Mas o que é verdade ou não nas características apresentadas? De facto, as cápsulas tem 0% de plástico, mas aquele a que a marca se refere é o plástico de “base petroquímica”, ou seja, plástico com origem no petróleo. Contudo, um dos principais elementos presente nas cápsulas é o BioPBS, que se traduz por polibutileno succinato de origem biológica. Este é, na verdade, um bioplástico, obtido a partir da fermentação das matérias vegetais, dando origem ao ácido succínico.

LÊ TAMBÉM: FEIRA DO LIVRO DE LISBOA: SACO DE PAPEL E PISO RECICLADO NA EDIÇÃO MAIS VERDE DE SEMPRE

Apesar de as cápsulas serem biodegradáveis num curto espaço de tempo – tal como a Delta afirma ao P3 – o problema está no facto de o plástico BioPBS apenas se degradar em compostagem industrial e não em compostores domésticos. A alternativa apresentada pela Delta revela-se pouco sustentável para a realidade portuguesa, uma vez que não existem compostores industriais no país.

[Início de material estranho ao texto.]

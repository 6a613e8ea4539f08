mod hub;
mod relay_config;
mod server;
mod ws_handler;

pub use hub::*;
pub use relay_config::*;
pub use server::*;
pub use ws_handler::*;
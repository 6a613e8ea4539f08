mod capture_manager;
mod constraints;
mod device;
mod local_track;
mod remote_stream;
mod synthetic;

pub use capture_manager::*;
pub use constraints::*;
pub use device::*;
pub use local_track::*;
pub use remote_stream::*;
pub use synthetic::*;
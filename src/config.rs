use std::fmt;
use std::num::ParseIntError;
use std::path::PathBuf;

/// Errors that can occur when reading configuration.
#[derive(Debug)]
pub enum ConfigError {
    /// TELEGRAM_BOT_TOKEN is not set (or set to an empty string).
    MissingToken,
    /// TELEGRAM_BOT_TOKEN does not look like a bot token.
    InvalidToken,
    /// PORT is not a valid port number.
    InvalidPort { value: String, source: ParseIntError },
}

impl fmt::Display for ConfigError {
    fn fmt(&self, f: &mut fmt::Formatter<'_>) -> fmt::Result {
        match self {
            Self::MissingToken => write!(f, "TELEGRAM_BOT_TOKEN must be set"),
            Self::InvalidToken => write!(
                f,
                "TELEGRAM_BOT_TOKEN appears invalid (expected format: 123456789:ABCdefGHI...)"
            ),
            Self::InvalidPort { value, source } => {
                write!(f, "invalid PORT '{}': {}", value, source)
            }
        }
    }
}

impl std::error::Error for ConfigError {
    fn source(&self) -> Option<&(dyn std::error::Error + 'static)> {
        match self {
            Self::InvalidPort { source, .. } => Some(source),
            _ => None,
        }
    }
}

const DEFAULT_PORT: u16 = 8080;

pub struct Config {
    pub telegram_bot_token: String,
    /// Port the webhook server listens on.
    pub port: u16,
    /// Directory for state files (logs). Defaults to current directory.
    pub data_dir: PathBuf,
}

impl Config {
    /// Read configuration from process environment variables.
    pub fn from_env() -> Result<Self, ConfigError> {
        Self::load_with(|name| std::env::var(name).ok())
    }

    /// Read configuration through `lookup`, one variable at a time.
    fn load_with(lookup: impl Fn(&str) -> Option<String>) -> Result<Self, ConfigError> {
        let token = lookup("TELEGRAM_BOT_TOKEN").unwrap_or_default();
        if token.is_empty() {
            return Err(ConfigError::MissingToken);
        }
        // Telegram tokens are formatted as {bot_id}:{secret} where bot_id is numeric
        let token_parts: Vec<&str> = token.split(':').collect();
        if token_parts.len() != 2
            || token_parts[0].parse::<u64>().is_err()
            || token_parts[1].is_empty()
        {
            return Err(ConfigError::InvalidToken);
        }

        let port = match lookup("PORT") {
            Some(value) => value
                .parse::<u16>()
                .map_err(|e| ConfigError::InvalidPort { value, source: e })?,
            None => DEFAULT_PORT,
        };

        let data_dir = lookup("DATA_DIR")
            .map(PathBuf::from)
            .unwrap_or_else(|| PathBuf::from("."));

        Ok(Self {
            telegram_bot_token: token,
            port,
            data_dir,
        })
    }
}

#[cfg(test)]
mod tests {
    use super::*;

    fn load(vars: &[(&str, &str)]) -> Result<Config, ConfigError> {
        Config::load_with(|name| {
            vars.iter()
                .find(|(key, _)| *key == name)
                .map(|(_, value)| value.to_string())
        })
    }

    fn assert_err(result: Result<Config, ConfigError>) -> ConfigError {
        match result {
            Ok(_) => panic!("expected error, got Ok"),
            Err(e) => e,
        }
    }

    #[test]
    fn test_valid_config_with_defaults() {
        let config = load(&[("TELEGRAM_BOT_TOKEN", "123456789:ABCdefGHIjklMNOpqrsTUVwxyz")])
            .expect("should load valid config");
        assert_eq!(config.telegram_bot_token, "123456789:ABCdefGHIjklMNOpqrsTUVwxyz");
        assert_eq!(config.port, 8080);
        assert_eq!(config.data_dir, PathBuf::from("."));
    }

    #[test]
    fn test_missing_token() {
        let err = assert_err(load(&[]));
        assert!(matches!(err, ConfigError::MissingToken));
        assert!(err.to_string().contains("TELEGRAM_BOT_TOKEN"));
    }

    #[test]
    fn test_empty_token() {
        let err = assert_err(load(&[("TELEGRAM_BOT_TOKEN", "")]));
        assert!(matches!(err, ConfigError::MissingToken));
    }

    #[test]
    fn test_invalid_token_format_no_colon() {
        let err = assert_err(load(&[("TELEGRAM_BOT_TOKEN", "invalid_token_no_colon")]));
        assert!(matches!(err, ConfigError::InvalidToken));
        assert!(err.to_string().contains("invalid"));
    }

    #[test]
    fn test_invalid_token_format_non_numeric_id() {
        let err = assert_err(load(&[("TELEGRAM_BOT_TOKEN", "notanumber:ABCdef")]));
        assert!(matches!(err, ConfigError::InvalidToken));
    }

    #[test]
    fn test_invalid_token_format_empty_secret() {
        let err = assert_err(load(&[("TELEGRAM_BOT_TOKEN", "123456789:")]));
        assert!(matches!(err, ConfigError::InvalidToken));
    }

    #[test]
    fn test_custom_port() {
        let config = load(&[
            ("TELEGRAM_BOT_TOKEN", "123456789:ABCdef"),
            ("PORT", "9000"),
        ])
        .expect("should load");
        assert_eq!(config.port, 9000);
    }

    #[test]
    fn test_invalid_port() {
        let err = assert_err(load(&[
            ("TELEGRAM_BOT_TOKEN", "123456789:ABCdef"),
            ("PORT", "not-a-port"),
        ]));
        assert!(matches!(err, ConfigError::InvalidPort { .. }));
        assert!(err.to_string().contains("not-a-port"));
    }

    #[test]
    fn test_data_dir_override() {
        let config = load(&[
            ("TELEGRAM_BOT_TOKEN", "123456789:ABCdef"),
            ("DATA_DIR", "/var/lib/menubot"),
        ])
        .expect("should load");
        assert_eq!(config.data_dir, PathBuf::from("/var/lib/menubot"));
    }
}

Dado que a decomposição fora dos compostores industriais é mais demorada, as cápsulas não estão de acordo com as normas estabelecidas pela União Europeia, tal como é referido por Carmen Lima, da Quercus, ao P3. As regras europeias ditam um prazo de seis meses para que 90% dos resíduos em compostagem industrial sejam degradados.